EXERCISE DETAILS
Every line below between the one holding "filename backend/api/src/services/quiz_service.rs" and the one holding "const RATE_LIMIT_PER_USER: u32", inclusive, should be copied exactly, and no other line.

TASK DATA
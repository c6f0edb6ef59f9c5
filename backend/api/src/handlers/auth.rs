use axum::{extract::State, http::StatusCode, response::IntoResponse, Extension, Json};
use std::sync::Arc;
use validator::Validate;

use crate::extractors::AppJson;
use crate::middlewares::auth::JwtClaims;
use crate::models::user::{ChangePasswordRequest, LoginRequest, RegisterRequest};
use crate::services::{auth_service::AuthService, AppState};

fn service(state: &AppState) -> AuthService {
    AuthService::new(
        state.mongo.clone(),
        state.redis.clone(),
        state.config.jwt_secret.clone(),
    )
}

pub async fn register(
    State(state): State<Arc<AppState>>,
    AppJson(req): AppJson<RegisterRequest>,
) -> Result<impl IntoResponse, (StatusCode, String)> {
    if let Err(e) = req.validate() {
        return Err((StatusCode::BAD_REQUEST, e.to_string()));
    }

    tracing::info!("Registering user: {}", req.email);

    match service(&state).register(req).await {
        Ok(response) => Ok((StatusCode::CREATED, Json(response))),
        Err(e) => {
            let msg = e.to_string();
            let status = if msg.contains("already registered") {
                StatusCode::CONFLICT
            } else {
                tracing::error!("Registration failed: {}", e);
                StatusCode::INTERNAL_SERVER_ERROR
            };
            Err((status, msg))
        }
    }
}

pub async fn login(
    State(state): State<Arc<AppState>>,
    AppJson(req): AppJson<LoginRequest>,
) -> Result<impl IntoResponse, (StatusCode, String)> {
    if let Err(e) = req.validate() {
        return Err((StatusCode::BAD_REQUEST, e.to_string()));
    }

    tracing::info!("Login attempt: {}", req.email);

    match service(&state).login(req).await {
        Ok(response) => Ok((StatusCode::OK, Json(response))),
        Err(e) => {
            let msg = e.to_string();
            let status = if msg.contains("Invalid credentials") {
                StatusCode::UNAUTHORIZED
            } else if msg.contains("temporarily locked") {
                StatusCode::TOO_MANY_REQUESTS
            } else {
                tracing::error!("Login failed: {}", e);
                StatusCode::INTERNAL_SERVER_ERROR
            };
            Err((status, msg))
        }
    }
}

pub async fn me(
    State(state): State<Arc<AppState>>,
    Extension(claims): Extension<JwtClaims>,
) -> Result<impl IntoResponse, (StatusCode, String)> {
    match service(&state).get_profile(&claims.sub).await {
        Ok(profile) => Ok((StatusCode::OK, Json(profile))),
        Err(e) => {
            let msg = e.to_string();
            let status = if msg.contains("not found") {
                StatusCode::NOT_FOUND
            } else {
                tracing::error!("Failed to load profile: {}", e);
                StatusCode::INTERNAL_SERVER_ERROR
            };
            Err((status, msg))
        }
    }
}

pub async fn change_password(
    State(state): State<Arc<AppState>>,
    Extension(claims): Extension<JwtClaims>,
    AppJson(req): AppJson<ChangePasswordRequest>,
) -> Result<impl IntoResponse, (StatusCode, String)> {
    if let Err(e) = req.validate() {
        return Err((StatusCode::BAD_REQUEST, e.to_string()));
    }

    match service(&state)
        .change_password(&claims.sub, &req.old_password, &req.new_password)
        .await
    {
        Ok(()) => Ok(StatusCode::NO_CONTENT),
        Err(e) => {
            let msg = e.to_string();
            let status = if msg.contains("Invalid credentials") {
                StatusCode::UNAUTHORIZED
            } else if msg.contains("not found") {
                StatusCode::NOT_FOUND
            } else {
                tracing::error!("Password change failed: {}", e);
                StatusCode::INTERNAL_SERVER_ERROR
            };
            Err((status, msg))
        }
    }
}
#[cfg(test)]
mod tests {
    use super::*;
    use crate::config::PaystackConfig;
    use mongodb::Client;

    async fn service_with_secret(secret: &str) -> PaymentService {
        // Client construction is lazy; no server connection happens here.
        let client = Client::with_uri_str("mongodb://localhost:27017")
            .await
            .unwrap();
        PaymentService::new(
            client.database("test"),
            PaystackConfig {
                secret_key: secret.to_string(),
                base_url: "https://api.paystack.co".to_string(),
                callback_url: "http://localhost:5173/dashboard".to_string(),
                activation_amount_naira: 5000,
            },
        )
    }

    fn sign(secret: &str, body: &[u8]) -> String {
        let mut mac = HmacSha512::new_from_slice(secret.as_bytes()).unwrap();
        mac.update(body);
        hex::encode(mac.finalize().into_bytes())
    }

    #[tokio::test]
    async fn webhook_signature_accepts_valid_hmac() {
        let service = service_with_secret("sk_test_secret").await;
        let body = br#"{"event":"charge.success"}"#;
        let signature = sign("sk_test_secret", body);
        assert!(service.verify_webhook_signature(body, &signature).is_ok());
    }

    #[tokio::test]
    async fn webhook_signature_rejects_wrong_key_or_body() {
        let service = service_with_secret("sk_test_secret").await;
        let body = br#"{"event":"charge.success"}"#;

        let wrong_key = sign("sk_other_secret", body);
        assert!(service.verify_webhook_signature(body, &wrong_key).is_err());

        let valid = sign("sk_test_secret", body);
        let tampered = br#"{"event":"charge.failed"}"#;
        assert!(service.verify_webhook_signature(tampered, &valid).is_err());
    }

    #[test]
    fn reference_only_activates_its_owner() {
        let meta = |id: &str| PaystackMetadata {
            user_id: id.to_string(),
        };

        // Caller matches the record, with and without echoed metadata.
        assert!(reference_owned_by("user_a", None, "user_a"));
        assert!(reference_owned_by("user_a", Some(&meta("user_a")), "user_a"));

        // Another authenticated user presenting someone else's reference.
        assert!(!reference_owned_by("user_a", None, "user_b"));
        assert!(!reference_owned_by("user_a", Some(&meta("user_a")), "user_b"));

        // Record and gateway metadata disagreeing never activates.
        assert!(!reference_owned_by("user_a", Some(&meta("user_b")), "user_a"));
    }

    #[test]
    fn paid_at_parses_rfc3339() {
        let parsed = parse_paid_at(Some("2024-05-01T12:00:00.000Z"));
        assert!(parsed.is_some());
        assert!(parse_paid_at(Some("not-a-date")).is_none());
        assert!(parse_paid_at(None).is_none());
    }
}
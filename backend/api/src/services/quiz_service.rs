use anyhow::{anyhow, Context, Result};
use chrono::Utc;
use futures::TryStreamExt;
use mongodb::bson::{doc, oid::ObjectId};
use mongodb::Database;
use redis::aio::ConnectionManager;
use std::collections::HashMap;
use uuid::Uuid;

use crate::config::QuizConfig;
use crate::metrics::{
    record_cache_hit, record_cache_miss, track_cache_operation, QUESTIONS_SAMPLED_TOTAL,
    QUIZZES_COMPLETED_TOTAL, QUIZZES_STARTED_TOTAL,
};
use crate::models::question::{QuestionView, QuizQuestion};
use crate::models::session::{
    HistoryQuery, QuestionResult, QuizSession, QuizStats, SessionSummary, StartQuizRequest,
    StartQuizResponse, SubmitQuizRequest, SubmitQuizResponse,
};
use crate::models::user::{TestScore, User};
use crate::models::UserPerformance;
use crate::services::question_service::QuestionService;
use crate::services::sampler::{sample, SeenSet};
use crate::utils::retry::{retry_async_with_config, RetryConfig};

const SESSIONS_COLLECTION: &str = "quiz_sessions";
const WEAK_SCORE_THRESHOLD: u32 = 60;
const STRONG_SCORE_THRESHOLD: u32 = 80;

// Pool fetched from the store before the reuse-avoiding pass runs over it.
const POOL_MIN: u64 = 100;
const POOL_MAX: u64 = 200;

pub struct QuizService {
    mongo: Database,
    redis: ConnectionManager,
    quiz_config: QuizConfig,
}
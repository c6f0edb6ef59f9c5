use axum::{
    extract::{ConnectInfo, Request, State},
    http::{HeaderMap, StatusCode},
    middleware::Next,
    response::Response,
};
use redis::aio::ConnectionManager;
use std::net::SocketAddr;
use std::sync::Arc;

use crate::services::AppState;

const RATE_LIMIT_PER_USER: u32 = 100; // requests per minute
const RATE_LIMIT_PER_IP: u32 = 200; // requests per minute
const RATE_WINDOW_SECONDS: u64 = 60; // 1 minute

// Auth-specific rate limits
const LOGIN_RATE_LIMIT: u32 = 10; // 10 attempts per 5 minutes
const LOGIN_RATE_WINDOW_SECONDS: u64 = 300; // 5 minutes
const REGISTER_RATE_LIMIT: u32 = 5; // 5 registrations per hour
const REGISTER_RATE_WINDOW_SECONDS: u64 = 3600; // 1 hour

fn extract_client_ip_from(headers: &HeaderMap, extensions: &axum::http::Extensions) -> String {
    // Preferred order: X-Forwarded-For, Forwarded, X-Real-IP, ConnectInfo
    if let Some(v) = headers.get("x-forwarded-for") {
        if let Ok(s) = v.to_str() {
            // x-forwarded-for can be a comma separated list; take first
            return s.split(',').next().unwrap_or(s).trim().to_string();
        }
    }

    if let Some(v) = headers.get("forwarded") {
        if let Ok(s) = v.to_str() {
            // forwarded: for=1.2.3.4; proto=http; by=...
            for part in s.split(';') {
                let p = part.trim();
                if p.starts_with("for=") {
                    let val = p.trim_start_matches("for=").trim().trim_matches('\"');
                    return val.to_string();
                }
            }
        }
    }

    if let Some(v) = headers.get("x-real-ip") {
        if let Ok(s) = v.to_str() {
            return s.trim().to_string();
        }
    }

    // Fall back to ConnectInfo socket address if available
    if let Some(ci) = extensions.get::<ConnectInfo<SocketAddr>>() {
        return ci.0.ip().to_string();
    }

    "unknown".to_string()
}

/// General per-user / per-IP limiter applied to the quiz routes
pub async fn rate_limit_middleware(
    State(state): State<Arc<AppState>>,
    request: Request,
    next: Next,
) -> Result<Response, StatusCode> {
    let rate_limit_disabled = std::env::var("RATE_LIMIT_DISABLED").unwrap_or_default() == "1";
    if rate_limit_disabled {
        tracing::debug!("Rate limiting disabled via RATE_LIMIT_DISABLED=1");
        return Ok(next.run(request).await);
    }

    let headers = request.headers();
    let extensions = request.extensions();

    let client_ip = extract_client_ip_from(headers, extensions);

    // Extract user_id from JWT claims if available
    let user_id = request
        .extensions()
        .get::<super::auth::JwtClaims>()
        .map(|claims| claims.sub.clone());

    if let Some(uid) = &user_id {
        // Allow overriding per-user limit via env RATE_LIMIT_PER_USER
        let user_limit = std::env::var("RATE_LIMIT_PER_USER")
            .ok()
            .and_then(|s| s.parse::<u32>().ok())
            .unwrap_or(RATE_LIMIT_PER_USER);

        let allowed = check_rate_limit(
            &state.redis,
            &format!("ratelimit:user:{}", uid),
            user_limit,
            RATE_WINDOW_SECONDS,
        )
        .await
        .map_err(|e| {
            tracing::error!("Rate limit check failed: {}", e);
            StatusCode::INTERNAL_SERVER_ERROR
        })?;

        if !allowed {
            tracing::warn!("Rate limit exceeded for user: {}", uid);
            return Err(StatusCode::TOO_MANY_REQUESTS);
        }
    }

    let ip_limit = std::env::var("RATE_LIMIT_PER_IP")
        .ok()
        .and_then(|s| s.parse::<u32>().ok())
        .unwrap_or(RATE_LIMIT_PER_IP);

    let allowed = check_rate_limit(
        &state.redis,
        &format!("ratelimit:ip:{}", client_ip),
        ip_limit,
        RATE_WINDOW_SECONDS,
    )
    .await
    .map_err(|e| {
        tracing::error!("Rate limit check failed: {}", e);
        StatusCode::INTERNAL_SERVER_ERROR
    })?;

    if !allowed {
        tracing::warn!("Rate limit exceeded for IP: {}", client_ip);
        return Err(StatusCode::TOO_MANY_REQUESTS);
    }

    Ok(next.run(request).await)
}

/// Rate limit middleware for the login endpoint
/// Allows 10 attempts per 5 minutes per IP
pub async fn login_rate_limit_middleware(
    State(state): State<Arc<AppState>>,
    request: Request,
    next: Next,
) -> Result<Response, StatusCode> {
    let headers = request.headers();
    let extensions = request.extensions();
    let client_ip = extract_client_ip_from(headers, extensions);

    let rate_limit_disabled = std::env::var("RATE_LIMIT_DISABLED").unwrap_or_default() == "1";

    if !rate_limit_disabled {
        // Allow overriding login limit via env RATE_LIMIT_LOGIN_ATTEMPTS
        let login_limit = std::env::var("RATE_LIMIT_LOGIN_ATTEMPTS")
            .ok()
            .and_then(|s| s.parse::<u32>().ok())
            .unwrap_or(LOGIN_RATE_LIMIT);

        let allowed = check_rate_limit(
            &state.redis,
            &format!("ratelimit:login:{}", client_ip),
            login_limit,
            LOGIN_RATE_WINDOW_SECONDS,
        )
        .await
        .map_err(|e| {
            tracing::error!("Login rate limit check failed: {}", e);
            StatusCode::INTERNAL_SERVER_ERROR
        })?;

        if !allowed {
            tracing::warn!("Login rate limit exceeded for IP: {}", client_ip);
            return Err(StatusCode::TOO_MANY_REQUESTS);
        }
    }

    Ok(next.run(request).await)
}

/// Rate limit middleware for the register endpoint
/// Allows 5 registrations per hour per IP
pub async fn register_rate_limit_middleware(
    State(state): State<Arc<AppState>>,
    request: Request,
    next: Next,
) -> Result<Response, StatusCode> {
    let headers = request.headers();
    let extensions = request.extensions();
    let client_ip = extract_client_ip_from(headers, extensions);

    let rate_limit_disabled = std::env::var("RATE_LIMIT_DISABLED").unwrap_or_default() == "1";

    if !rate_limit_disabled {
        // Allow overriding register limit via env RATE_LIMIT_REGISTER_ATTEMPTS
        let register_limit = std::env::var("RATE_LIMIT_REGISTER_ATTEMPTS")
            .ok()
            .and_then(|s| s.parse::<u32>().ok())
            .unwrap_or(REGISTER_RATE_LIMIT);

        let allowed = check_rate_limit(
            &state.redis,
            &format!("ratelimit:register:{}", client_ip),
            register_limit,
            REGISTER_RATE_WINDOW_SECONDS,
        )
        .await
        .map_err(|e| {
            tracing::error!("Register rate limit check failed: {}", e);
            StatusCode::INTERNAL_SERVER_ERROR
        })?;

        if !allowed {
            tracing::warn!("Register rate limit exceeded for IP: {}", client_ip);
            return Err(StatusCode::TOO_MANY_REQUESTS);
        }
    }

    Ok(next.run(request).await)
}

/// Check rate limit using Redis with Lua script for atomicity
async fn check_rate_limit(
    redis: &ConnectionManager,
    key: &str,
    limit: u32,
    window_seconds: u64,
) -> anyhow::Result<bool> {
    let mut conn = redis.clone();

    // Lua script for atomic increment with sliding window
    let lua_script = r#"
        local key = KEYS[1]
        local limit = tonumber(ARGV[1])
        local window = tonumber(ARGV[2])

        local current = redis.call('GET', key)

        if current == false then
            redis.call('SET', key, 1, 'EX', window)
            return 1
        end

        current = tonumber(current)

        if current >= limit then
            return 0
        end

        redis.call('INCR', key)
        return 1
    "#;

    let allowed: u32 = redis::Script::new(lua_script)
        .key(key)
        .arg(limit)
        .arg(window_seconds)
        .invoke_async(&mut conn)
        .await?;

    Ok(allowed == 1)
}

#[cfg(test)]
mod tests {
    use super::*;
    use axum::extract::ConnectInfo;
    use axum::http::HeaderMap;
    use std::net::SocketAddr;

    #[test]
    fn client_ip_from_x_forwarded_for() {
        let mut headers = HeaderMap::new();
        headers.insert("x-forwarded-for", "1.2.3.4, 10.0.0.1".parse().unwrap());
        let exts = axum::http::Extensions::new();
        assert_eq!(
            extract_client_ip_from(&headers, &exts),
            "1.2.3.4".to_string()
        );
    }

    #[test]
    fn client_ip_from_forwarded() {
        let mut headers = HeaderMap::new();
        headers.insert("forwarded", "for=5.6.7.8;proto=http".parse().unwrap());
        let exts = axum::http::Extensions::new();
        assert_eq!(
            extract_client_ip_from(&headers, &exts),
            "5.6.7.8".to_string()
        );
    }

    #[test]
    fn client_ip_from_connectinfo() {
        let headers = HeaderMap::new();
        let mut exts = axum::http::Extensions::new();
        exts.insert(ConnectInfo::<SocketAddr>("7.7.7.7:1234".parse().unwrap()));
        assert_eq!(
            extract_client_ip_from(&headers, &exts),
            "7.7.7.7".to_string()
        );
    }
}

FINISHED EXERCISE
filename backend/api/src/services/quiz_service.rs
use anyhow::{anyhow, Context, Result};
use chrono::Utc;
use futures::TryStreamExt;
use mongodb::bson::{doc, oid::ObjectId};
use mongodb::Database;
use redis::aio::ConnectionManager;
use std::collections::HashMap;
use uuid::Uuid;

use crate::config::QuizConfig;
use crate::metrics::{
    record_cache_hit, record_cache_miss, track_cache_operation, QUESTIONS_SAMPLED_TOTAL,
    QUIZZES_COMPLETED_TOTAL, QUIZZES_STARTED_TOTAL,
};
use crate::models::question::{QuestionView, QuizQuestion};
use crate::models::session::{
    HistoryQuery, QuestionResult, QuizSession, QuizStats, SessionSummary, StartQuizRequest,
    StartQuizResponse, SubmitQuizRequest, SubmitQuizResponse,
};
use crate::models::user::{TestScore, User};
use crate::models::UserPerformance;
use crate::services::question_service::QuestionService;
use crate::services::sampler::{sample, SeenSet};
use crate::utils::retry::{retry_async_with_config, RetryConfig};

const SESSIONS_COLLECTION: &str = "quiz_sessions";
const WEAK_SCORE_THRESHOLD: u32 = 60;
const STRONG_SCORE_THRESHOLD: u32 = 80;

// Pool fetched from the store before the reuse-avoiding pass runs over it.
const POOL_MIN: u64 = 100;
const POOL_MAX: u64 = 200;

pub struct QuizService {
    mongo: Database,
    redis: ConnectionManager,
    quiz_config: QuizConfig,
}
repository c6f0edb6ef59f9c5
use axum::{
    extract::{ConnectInfo, Request, State},
    http::{HeaderMap, StatusCode},
    middleware::Next,
    response::Response,
};
use redis::aio::ConnectionManager;
use std::net::SocketAddr;
use std::sync::Arc;

use crate::services::AppState;

const RATE_LIMIT_PER_USER: u32 = 100; // requests per minute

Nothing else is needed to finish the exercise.